U.Va. Center Partners With Dikembe Mutombo Foundation to Improve Safety of African Health Care Workers

September 21, 2009 — One of the critical challenges facing sub-Saharan Africa's struggling health infrastructure is its dwindling health care workforce. Those who remain often work in unsafe conditions and are at high risk of exposure to life-threatening blood-borne pathogens such as HIV, hepatitis B and hepatitis C.

But now the U.Va. Health System's International Healthcare Worker Safety Center is playing a pivotal role in creating a model environment for health workers in one of Africa's most impoverished countries, the Democratic Republic of Congo.

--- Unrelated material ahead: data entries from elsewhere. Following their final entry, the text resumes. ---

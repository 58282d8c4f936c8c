//! Tree-structured Parzen estimator capability.
//!
//! The TPE method is configured with two handles taken from a backend: an
//! algorithm that proposes the next point from past observations, and a
//! constructor for uniform search dimensions. The backend is optional; with
//! the `tpe` feature the crate binds [`ParzenBackend`] to the TPE sampler of
//! the `optimizer` crate.

use sb_types::{BenchResult, Domain};
use serde::{Deserialize, Serialize};
use std::fmt;
use std::sync::Arc;

/// A uniformly distributed search dimension.
#[derive(Debug, Clone, PartialEq, Serialize, Deserialize)]
pub struct UniformSpace {
    pub label: String,
    pub low: f64,
    pub high: f64,
}

/// An evaluated point; larger values are better.
#[derive(Debug, Clone, PartialEq, Serialize, Deserialize)]
pub struct Observation {
    pub point: Vec<f64>,
    pub value: f64,
}

type SuggestFn =
    dyn Fn(&[Observation], &[UniformSpace], u64) -> BenchResult<Vec<f64>> + Send + Sync;
type SpaceFn = dyn Fn(&str, f64, f64) -> UniformSpace + Send + Sync;

/// Handle to a suggestion algorithm. Clones share the algorithm.
#[derive(Clone)]
pub struct TpeAlgorithm {
    name: Arc<str>,
    suggest: Arc<SuggestFn>,
}

impl TpeAlgorithm {
    pub fn new<F>(name: &str, suggest: F) -> Self
    where
        F: Fn(&[Observation], &[UniformSpace], u64) -> BenchResult<Vec<f64>>
            + Send
            + Sync
            + 'static,
    {
        Self {
            name: Arc::from(name),
            suggest: Arc::new(suggest),
        }
    }

    pub fn name(&self) -> &str {
        &self.name
    }

    /// Propose the next point to evaluate.
    pub fn suggest(
        &self,
        history: &[Observation],
        space: &[UniformSpace],
        seed: u64,
    ) -> BenchResult<Vec<f64>> {
        (self.suggest)(history, space, seed)
    }
}

impl PartialEq for TpeAlgorithm {
    fn eq(&self, other: &Self) -> bool {
        Arc::ptr_eq(&self.suggest, &other.suggest)
    }
}

impl fmt::Debug for TpeAlgorithm {
    fn fmt(&self, f: &mut fmt::Formatter<'_>) -> fmt::Result {
        f.debug_struct("TpeAlgorithm").field("name", &self.name).finish()
    }
}

/// Handle to a uniform-dimension constructor. Clones share the constructor.
#[derive(Clone)]
pub struct SpaceConstructor {
    build: Arc<SpaceFn>,
}

impl SpaceConstructor {
    pub fn new<F>(build: F) -> Self
    where
        F: Fn(&str, f64, f64) -> UniformSpace + Send + Sync + 'static,
    {
        Self {
            build: Arc::new(build),
        }
    }

    pub fn uniform(&self, label: &str, low: f64, high: f64) -> UniformSpace {
        (self.build)(label, low, high)
    }

    /// One dimension per domain coordinate, labelled `x0`, `x1`, ...
    pub fn for_domain(&self, domain: &Domain) -> Vec<UniformSpace> {
        domain
            .bounds
            .iter()
            .enumerate()
            .map(|(i, (low, high))| self.uniform(&format!("x{i}"), *low, *high))
            .collect()
    }
}

impl PartialEq for SpaceConstructor {
    fn eq(&self, other: &Self) -> bool {
        Arc::ptr_eq(&self.build, &other.build)
    }
}

impl fmt::Debug for SpaceConstructor {
    fn fmt(&self, f: &mut fmt::Formatter<'_>) -> fmt::Result {
        f.write_str("SpaceConstructor")
    }
}

/// Provider of the TPE handles.
pub trait TpeBackend: Send + Sync + fmt::Debug {
    fn name(&self) -> &str;

    fn algorithm(&self) -> TpeAlgorithm;

    fn uniform_space(&self) -> SpaceConstructor;
}

/// The backend compiled into this build, if any.
pub fn default_backend() -> Option<Arc<dyn TpeBackend>> {
    #[cfg(feature = "tpe")]
    {
        Some(Arc::new(ParzenBackend::new()))
    }
    #[cfg(not(feature = "tpe"))]
    {
        None
    }
}

#[cfg(feature = "tpe")]
pub use parzen::ParzenBackend;

#[cfg(feature = "tpe")]
mod parzen {
    use super::*;
    use optimizer::parameter::{FloatParam, ParamValue, Parameter};
    use optimizer::sampler::tpe::TpeSampler;
    use optimizer::{Direction, Study};
    use sb_types::internal_error;
    use std::collections::HashMap;

    /// Observations needed before the estimator replaces uniform sampling.
    const N_STARTUP: usize = 10;
    /// Fraction of observations treated as "good".
    const GAMMA: f64 = 0.25;
    /// Candidates scored per suggestion.
    const N_CANDIDATES: usize = 24;

    /// Backend over `optimizer`'s tree-structured Parzen sampler.
    #[derive(Debug, Clone)]
    pub struct ParzenBackend {
        algorithm: TpeAlgorithm,
        space: SpaceConstructor,
    }

    impl ParzenBackend {
        pub fn new() -> Self {
            Self {
                algorithm: TpeAlgorithm::new("tpe.suggest", suggest),
                space: SpaceConstructor::new(|label, low, high| UniformSpace {
                    label: label.to_string(),
                    low,
                    high,
                }),
            }
        }
    }

    impl Default for ParzenBackend {
        fn default() -> Self {
            Self::new()
        }
    }

    impl TpeBackend for ParzenBackend {
        fn name(&self) -> &str {
            "optimizer-tpe"
        }

        fn algorithm(&self) -> TpeAlgorithm {
            self.algorithm.clone()
        }

        fn uniform_space(&self) -> SpaceConstructor {
            self.space.clone()
        }
    }

    /// Replay `history` into a fresh maximizing study, then ask it for one point.
    ///
    /// Degenerate dimensions (`low >= high`) are pinned to `low` and kept out
    /// of the sampler.
    fn suggest(
        history: &[Observation],
        space: &[UniformSpace],
        seed: u64,
    ) -> BenchResult<Vec<f64>> {
        let sampler = TpeSampler::builder()
            .n_startup_trials(N_STARTUP)
            .n_ei_candidates(N_CANDIDATES)
            .gamma(GAMMA)
            .seed(seed)
            .build()
            .map_err(|e| internal_error!("failed to build TPE sampler: {e}"))?;
        let study: Study<f64> = Study::with_sampler(Direction::Maximize, sampler);

        let params: Vec<Option<FloatParam>> = space
            .iter()
            .map(|dim| (dim.high > dim.low).then(|| FloatParam::new(dim.low, dim.high)))
            .collect();

        let usable = history
            .iter()
            .filter(|obs| obs.point.len() == space.len() && obs.value.is_finite());
        for obs in usable {
            let fixed: HashMap<_, _> = params
                .iter()
                .zip(space)
                .zip(&obs.point)
                .filter_map(|((param, dim), &x)| {
                    param
                        .as_ref()
                        .map(|p| (p.id(), ParamValue::Float(x.clamp(dim.low, dim.high))))
                })
                .collect();
            study.enqueue(fixed);
            let mut trial = study.ask();
            for param in params.iter().flatten() {
                param
                    .suggest(&mut trial)
                    .map_err(|e| internal_error!("failed to replay observation: {e}"))?;
            }
            study.tell(trial, Ok::<_, &str>(obs.value));
        }

        let mut trial = study.ask();
        params
            .iter()
            .zip(space)
            .map(|(param, dim)| match param {
                Some(p) => p
                    .suggest(&mut trial)
                    .map_err(|e| internal_error!("TPE suggestion failed: {e}")),
                None => Ok(dim.low),
            })
            .collect()
    }
}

The new Center of Excellence in Occupational Safety for Health Workers at Biamba Marie Mutombo Hospital in Kinshasa "addresses a critical but often overlooked and underfunded component of health system strengthening and HIV/AIDS relief – protecting health care workers from occupational infections," said U.Va.'s Janine Jagger, director of the International Healthcare Worker Safety Center.

The new center in Africa will provide training to Congolese health care workers in the EPINet sharps injury surveillance program, developed by Jagger in 1991. Data from the program will be used to establish an evidence-based prevention program for Congolese health workers.

Jagger, Elayne Kornblatt Phillips and Ginger Parker of the worker safety center in Department of Medicine traveled to Congo in August for the opening ceremonies of the new occupational safety center at Biamba Marie Mutombo Hospital. The hospital, a 300-bed acute-care facility located in one of the most impoverished and densely populated areas of Kinshasa, was founded by former pro basketball player Dikembe Mutombo in 2007 and named in memory of his mother. Mutombo has been widely recognized for his international charitable work, especially in Africa and his home country of Congo.

During their visit, Jagger and Phillips lectured on strategies for African health care worker protection, and Phillips participated in a national symposium on occupational health held in conjunction with the Mutombo Hospital center's opening. Parker conducted hands-on EPINet training workshops for hospital employees. A collaborative research project with the hospital's occupational health director, Dr. Pascal Mputu Mputu, was also launched.

U.Va.'s International Healthcare Worker Safety Center, a worldwide leader in research and education on occupational exposure prevention in health care settings, is partnering with Becton, Dickinson and Co., a global medical device company and a founding supporter of the Occupational Safety Center, and the Dikembe Mutombo Foundation in supporting the new occupational safety center.

Jagger, a MacArthur Foundation fellow, comments: "We are privileged to work with the DMF and BD in this pioneering effort. We hope to demonstrate that the high risk to health workers common in African health care settings can be greatly improved with evidence-based policies and administrative support."

In addition to Mutombo, who retired earlier this year after an 18-year career in the National Basketball Association, participants in the ceremonies included Congolese health minister Mwami Mopipi Mukulumany, UNICEF executive director Ann Veneman, and Gary Cohen. Becton Dickinson's executive vice president.

In an NBA.com press release, Mutombo remarked: "The doctors and nurses at the Biamba Marie Mutombo Hospital are saving lives every day and helping improve health care in the DRC, which has been ravaged by more than a decade of war and disease." He called the new occupational safety center an "important milestone" in training health care workers to protect both patients and themselves from the spread of disease.